The objective of DISC is the design of supervisors and fault detectors exploiting the concurrency and the modularity of the plant model. Coordinated controllers should preferably be designed using only local plant models, and requiring only limited information exchange between local controllers. The diagnosers should be capable of handling the asynchronous nature of distributed systems.
We plan to use several techniques to reduce the computational complexity of solving the above mentioned problem for distributed plants: modularity in the modelling and control design phases; decentralized control with communicating controllers; modular state estimation, distributed diagnosis and modular fault detection based on the design of partially decentralized observers; fluidisation of some discrete-event dynamics to reduce state-space cardinality.
The expected outcome of this project are: new methodologies for modular control design and diagnosis of complex distributed plants and new tools for the modelling, simulation and supervisory control design that will be part of an integrated software platform.
To achieve these goals it is necessary that the component models, used for design, be very flexible. The common platform will allow us to use heterogeneous models, such as timed or fluid Petri nets, timed automata etc., within the same design problem. To successfully achieve the project the partners of DISC will appropriately combine these experiences for model reduction/abstraction.
To validate the methods and the platform that they will develop the partners of DISC will consider three case studies that address industrially relevant problems in three different cases: road traffic control; high throughput screening in the chemical and pharmaceutical industries; automotive safety monitoring systems. Each of these examples involves modelling the plant as a network of interacting timed discrete-event components.
One of the most obvious consequences of the increasing complexity of man-made systems, is the emergence of more and more autonomous modes of operation for complex distributed plants. In fact, as the complexity of these systems grows, the risk of a human operator error increases and a correct behaviour can only be ensured by a supervisory control system.
Supervisory control theory was introduced by Ramadge and Wonham to solve a general design problem: given a plant and a specification that describes a legal behaviour, is it possible to construct a supervisor, i.e., a control agent, that observes the current state of the plant and selects actuators that can control the execution of some controllable events in order to meet the specification? Synthesis procedures have been obtained for supervisors but the computational cost of the design of these supervisory controllers is often considered prohibitive due to the exponential ex-plosion of the state space.

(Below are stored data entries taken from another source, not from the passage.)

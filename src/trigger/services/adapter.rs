//! Repository webhook handling.

use crate::error::{ApiError, ErrorKind};
use crate::events::{
    domain::{DomainEvent, REPOSITORY_TRIGGER_SOURCE, TaskPrApproved},
    ports::EventBus,
    services::EventPublisher,
};
use crate::identity::{domain::Actor, ports::UserDirectory};
use crate::store::ports::KeyedStore;
use crate::task::{
    domain::{CommitInfo, RepositoryLink, TaskId, TaskStatus},
    services::{TaskMutationEngine, TaskServiceError},
};
use crate::trigger::domain::{
    PullRequest, PullRequestEvent, PullRequestReviewEvent, PushEvent, RepositoryEvent,
    SignatureError, WebhookVerifier, extract_task_refs, status_from_keywords,
};
use mockable::Clock;
use std::sync::Arc;
use thiserror::Error;
use tracing::{debug, info, warn};

/// Name of the system actor repository activity is attributed to.
pub const REPOSITORY_ACTOR: &str = "repository";

/// Errors that reject a webhook delivery as a whole.
#[derive(Debug, Error)]
pub enum TriggerError {
    /// The signature did not verify.
    #[error(transparent)]
    Signature(#[from] SignatureError),

    /// The body of a handled event could not be decoded.
    #[error("invalid webhook payload: {0}")]
    Payload(#[from] serde_json::Error),
}

impl TriggerError {
    /// Returns the transport category for this error.
    #[must_use]
    pub const fn kind(&self) -> ErrorKind {
        match self {
            Self::Signature(_) => ErrorKind::Unauthorized,
            Self::Payload(_) => ErrorKind::ValidationError,
        }
    }
}

impl From<TriggerError> for ApiError {
    fn from(err: TriggerError) -> Self {
        let message = match &err {
            TriggerError::Signature(_) => "Invalid signature".to_owned(),
            TriggerError::Payload(_) => err.to_string(),
        };
        Self::new(err.kind(), message)
    }
}

/// A referenced task whose update failed.
#[derive(Debug, Clone, PartialEq, Eq)]
pub struct TriggerFailure {
    /// Referenced task.
    pub task_id: TaskId,
    /// Category of the failure.
    pub kind: ErrorKind,
    /// Failure description.
    pub message: String,
}

/// Outcome of one webhook delivery.
#[derive(Debug, Clone, PartialEq, Eq, Default)]
pub struct TriggerReport {
    /// Webhook event name.
    pub event: String,
    /// Tasks updated at least once, in first-touched order.
    pub updated: Vec<TaskId>,
    /// Per-task failures.
    pub failures: Vec<TriggerFailure>,
    /// `true` when the event type is not handled.
    pub ignored: bool,
}

impl TriggerReport {
    fn new(event: &str) -> Self {
        Self {
            event: event.to_owned(),
            ..Self::default()
        }
    }

    fn ignored(event: &str) -> Self {
        Self {
            ignored: true,
            ..Self::new(event)
        }
    }

    fn touched(&mut self, task_id: &TaskId) {
        if !self.updated.contains(task_id) {
            self.updated.push(task_id.clone());
        }
    }

    fn failed(&mut self, task_id: &TaskId, kind: ErrorKind, message: String) {
        warn!(task_id = %task_id, %kind, error = %message, "repository trigger update failed");
        self.failures.push(TriggerFailure {
            task_id: task_id.clone(),
            kind,
            message,
        });
    }
}

/// Applies repository activity to tasks.
///
/// Every delivery is authenticated against the shared secret before its
/// body is parsed. Writes go through the mutation engine as the
/// admin-equivalent system actor; events are tagged with the repository
/// source.
pub struct ExternalTriggerAdapter<S, B, D, C>
where
    S: KeyedStore,
    B: EventBus,
    D: UserDirectory,
    C: Clock + Send + Sync,
{
    engine: TaskMutationEngine<S, B, D, C>,
    publisher: EventPublisher<B>,
    clock: Arc<C>,
    verifier: WebhookVerifier,
    actor: Actor,
}

impl<S, B, D, C> ExternalTriggerAdapter<S, B, D, C>
where
    S: KeyedStore,
    B: EventBus,
    D: UserDirectory,
    C: Clock + Send + Sync,
{
    /// Creates an adapter writing through its own mutation engine.
    #[must_use]
    pub fn new(
        store: Arc<S>,
        bus: Arc<B>,
        directory: Arc<D>,
        clock: Arc<C>,
        verifier: WebhookVerifier,
    ) -> Self {
        let engine = TaskMutationEngine::new(store, Arc::clone(&bus), directory, Arc::clone(&clock))
            .with_event_source(REPOSITORY_TRIGGER_SOURCE);
        Self {
            engine,
            publisher: EventPublisher::new(bus, REPOSITORY_TRIGGER_SOURCE),
            clock,
            verifier,
            actor: Actor::system(REPOSITORY_ACTOR),
        }
    }

    /// Returns the actor repository writes are attributed to.
    #[must_use]
    pub const fn actor(&self) -> &Actor {
        &self.actor
    }

    /// Authenticates and applies one webhook delivery.
    ///
    /// Unknown event names are acknowledged with an ignored report. Each
    /// referenced task is updated independently; failures are collected in
    /// the report rather than returned.
    ///
    /// # Errors
    ///
    /// Returns [`TriggerError::Signature`] when the signature is missing or
    /// wrong and [`TriggerError::Payload`] when a handled event's body does
    /// not decode.
    pub async fn handle(
        &self,
        event_name: &str,
        signature: Option<&str>,
        body: &[u8],
    ) -> Result<TriggerReport, TriggerError> {
        self.verifier.verify(signature, body)?;
        let Some(event) = RepositoryEvent::decode(event_name, body)? else {
            debug!(event = event_name, "ignoring unhandled repository event");
            return Ok(TriggerReport::ignored(event_name));
        };

        let mut report = TriggerReport::new(event_name);
        match event {
            RepositoryEvent::Push(push) => self.on_push(&push, &mut report).await,
            RepositoryEvent::PullRequest(pull) => self.on_pull_request(&pull, &mut report).await,
            RepositoryEvent::PullRequestReview(review) => {
                self.on_review(&review, &mut report).await;
            }
        }
        info!(
            event = event_name,
            updated = report.updated.len(),
            failed = report.failures.len(),
            "repository event applied"
        );
        Ok(report)
    }

    async fn on_push(&self, push: &PushEvent, report: &mut TriggerReport) {
        let branch = push.branch();
        for commit in &push.commits {
            let refs = extract_task_refs(&commit.message);
            if refs.is_empty() {
                continue;
            }
            let link = RepositoryLink {
                git_branch: Some(branch.to_owned()),
                last_commit: Some(CommitInfo {
                    sha: commit.id.clone(),
                    message: commit.message.clone(),
                    author: commit.author.name.clone(),
                    url: commit.url.clone(),
                    branch: branch.to_owned(),
                    repository: push.repository.full_name.clone(),
                }),
                ..RepositoryLink::default()
            };
            let status = status_from_keywords(&commit.message);
            for task_id in &refs {
                self.apply(task_id, link.clone(), "push", status, report)
                    .await;
            }
        }
    }

    async fn on_pull_request(&self, event: &PullRequestEvent, report: &mut TriggerReport) {
        let pull = &event.pull_request;
        let link = RepositoryLink {
            git_branch: Some(pull.head.branch.clone()),
            pr_url: Some(pull.html_url.clone()),
            pr_number: Some(pull.number),
            pr_status: Some(pull.lifecycle_state()),
            last_commit: None,
        };
        let status = pull_request_status(&event.action, pull);
        for task_id in &extract_task_refs(&pull.text()) {
            self.apply(task_id, link.clone(), &event.action, status, report)
                .await;
        }
    }

    async fn on_review(&self, event: &PullRequestReviewEvent, report: &mut TriggerReport) {
        if event.action != "submitted" || !event.review.state.eq_ignore_ascii_case("approved") {
            debug!(
                action = %event.action,
                state = %event.review.state,
                "review does not approve"
            );
            return;
        }
        for task_id in extract_task_refs(&event.pull_request.text()) {
            let approved = DomainEvent::TaskPrApproved(TaskPrApproved {
                task_id: task_id.clone(),
                pr_number: event.pull_request.number,
                reviewer: event.review.user.login.clone(),
            });
            match self.publisher.publish(approved, self.clock.utc()).await {
                Ok(_) => report.touched(&task_id),
                Err(err) => report.failed(&task_id, ErrorKind::Internal, err.to_string()),
            }
        }
    }

    async fn apply(
        &self,
        task_id: &TaskId,
        link: RepositoryLink,
        action: &str,
        status: Option<TaskStatus>,
        report: &mut TriggerReport,
    ) {
        match self.link_then_move(task_id, link, action, status).await {
            Ok(()) => report.touched(task_id),
            Err(err) => report.failed(task_id, err.kind(), err.to_string()),
        }
    }

    async fn link_then_move(
        &self,
        task_id: &TaskId,
        link: RepositoryLink,
        action: &str,
        status: Option<TaskStatus>,
    ) -> Result<(), TaskServiceError> {
        self.engine
            .record_repository_link(task_id, link, action, &self.actor)
            .await?;
        if let Some(target) = status {
            self.engine
                .update_status(task_id, target.as_str(), &self.actor)
                .await?;
        }
        Ok(())
    }
}

fn pull_request_status(action: &str, pull: &PullRequest) -> Option<TaskStatus> {
    match action {
        "opened" => Some(TaskStatus::InReview),
        "closed" if pull.merged => Some(TaskStatus::Completed),
        _ => None,
    }
}
//! Task status state machine and priority levels.

use super::{ParsePriorityError, ParseTaskStatusError};
use serde::{Deserialize, Serialize};
use std::fmt;
use std::str::FromStr;

/// Task lifecycle status.
///
/// `Closed` is terminal: no transition leaves it.
#[derive(Debug, Clone, Copy, PartialEq, Eq, Hash, Default, Serialize, Deserialize)]
#[serde(rename_all = "SCREAMING_SNAKE_CASE")]
pub enum TaskStatus {
    /// Created, work not started.
    #[default]
    Open,
    /// Being worked on.
    InProgress,
    /// Awaiting review.
    InReview,
    /// Work finished.
    Completed,
    /// Closed by an administrator.
    Closed,
    /// Waiting on something external.
    Blocked,
}

impl TaskStatus {
    /// Every status, in declaration order.
    pub const ALL: [Self; 6] = [
        Self::Open,
        Self::InProgress,
        Self::InReview,
        Self::Completed,
        Self::Closed,
        Self::Blocked,
    ];

    /// Returns the canonical storage representation.
    #[must_use]
    pub const fn as_str(self) -> &'static str {
        match self {
            Self::Open => "OPEN",
            Self::InProgress => "IN_PROGRESS",
            Self::InReview => "IN_REVIEW",
            Self::Completed => "COMPLETED",
            Self::Closed => "CLOSED",
            Self::Blocked => "BLOCKED",
        }
    }

    /// Returns `true` for the terminal `Closed` status.
    #[must_use]
    pub const fn is_terminal(self) -> bool {
        matches!(self, Self::Closed)
    }
}

impl TryFrom<&str> for TaskStatus {
    type Error = ParseTaskStatusError;

    fn try_from(value: &str) -> Result<Self, Self::Error> {
        let normalized = value.trim().to_ascii_uppercase();
        Self::ALL
            .into_iter()
            .find(|status| status.as_str() == normalized)
            .ok_or_else(|| ParseTaskStatusError(value.to_owned()))
    }
}

impl FromStr for TaskStatus {
    type Err = ParseTaskStatusError;

    fn from_str(value: &str) -> Result<Self, Self::Err> {
        Self::try_from(value)
    }
}

impl fmt::Display for TaskStatus {
    fn fmt(&self, f: &mut fmt::Formatter<'_>) -> fmt::Result {
        f.write_str(self.as_str())
    }
}

/// Task priority.
#[derive(Debug, Clone, Copy, PartialEq, Eq, PartialOrd, Ord, Hash, Default, Serialize, Deserialize)]
#[serde(rename_all = "SCREAMING_SNAKE_CASE")]
pub enum Priority {
    /// Can wait.
    Low,
    /// Default priority.
    #[default]
    Medium,
    /// Should be picked up soon.
    High,
    /// Drop everything.
    Critical,
}

impl Priority {
    /// Returns the canonical storage representation.
    #[must_use]
    pub const fn as_str(self) -> &'static str {
        match self {
            Self::Low => "LOW",
            Self::Medium => "MEDIUM",
            Self::High => "HIGH",
            Self::Critical => "CRITICAL",
        }
    }
}

impl TryFrom<&str> for Priority {
    type Error = ParsePriorityError;

    fn try_from(value: &str) -> Result<Self, Self::Error> {
        match value.trim().to_ascii_uppercase().as_str() {
            "LOW" => Ok(Self::Low),
            "MEDIUM" => Ok(Self::Medium),
            "HIGH" => Ok(Self::High),
            "CRITICAL" => Ok(Self::Critical),
            _ => Err(ParsePriorityError(value.to_owned())),
        }
    }
}

impl fmt::Display for Priority {
    fn fmt(&self, f: &mut fmt::Formatter<'_>) -> fmt::Result {
        f.write_str(self.as_str())
    }
}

Technological and economical limitations often imply that supervisors must operate with limited state information: sensors cannot detect every event in every component; bandwidth limitations restrict the information exchange between different agents. All this makes the synthesis problem even harder, and often requires that the two related problems of state estimation and fault diagnosis should be simultaneously addressed during the supervisory design phase. Note that state estimation and fault diagnosis suffer from the same curse of dimensionality as supervisory design.
A new generation of technologies and tools for supervisory control and diagnosis of wide infra-structures or manufacturing organisations is clearly necessary. One main difficulty is to offer methods and tools that engineers can use without years of new education. This means that one should not try to change their current techniques for the local handling of sensors, modes of operation, actuators and the like. We therefore plan to provide computer assisted methods for solving the system-level problems, relying on discrete models such as automata and Petri nets that many control and computer engineers are already accustomed to. We have good reasons to believe that this is the right level on which methods and efficient tools must be developed so as to produce optimal solutions to hard combinatorial or optimisation problems. This may also allow adapting controllers in a modular way in case changes occur in these infrastructures, but still guaranteeing safety of the system.

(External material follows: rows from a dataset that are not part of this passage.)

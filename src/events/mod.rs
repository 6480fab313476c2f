//! Domain events emitted after committed task mutations.
//!
//! Events are published at most once per mutation, after the write has
//! committed. Publish failures never roll back or fail the mutation.

pub mod adapters;
pub mod domain;
pub mod ports;
pub mod services;

#[cfg(test)]
mod tests;
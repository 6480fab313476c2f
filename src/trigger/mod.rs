//! Repository activity as a source of task updates.
//!
//! Webhook deliveries are verified with a shared-secret HMAC, scanned for
//! task references, and applied through the mutation engine as a system
//! actor. Linkage metadata is always recorded; status moves only when a
//! keyword or pull-request action calls for one.

pub mod domain;
pub mod services;

#[cfg(test)]
mod tests;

The above mentioned needs clearly motivate the choices that were made in the preparation of DISC.
a) There is a significant methodological part of the project to pave the way for additional new technological advances in the field. A major focus of the project is on decentralized control for distributed plants.
b) The project devotes simultaneously attention to the two inter-related aspects of "supervisory control" and "fault diagnosis".
c) The models chosen are discrete-event driven and asynchronous models and the reference models that will be used in the project are automata and Petri nets.
d) An important part of the project is a workpackage devoted to the development of a software platform and of tools that will allow an engineer (and not necessarily a researcher) to apply the developed methodologies not only to academic problems, but also to problems of industrial relevance.
e) The workpackage devoted to the dissemination of the results does not neglect the communication aspect, and several workshops and minicourses are foreseen.
The expected outcome of this project are: new methodologies for modular control design and diagnosis of complex distributed plants and new tools for the modelling, simulation and supervisory control design.
Such tools will embed powerful algorithms from well mastered parts of control theory and computer science that end users don't have to be aware of, and yield as a result adequate controllers in a readable format (automata, Petri nets...) that engineers can experiment with and later implement. We believe this is the only way to obtain correct and efficient controllers for complex plants in a reasonable time.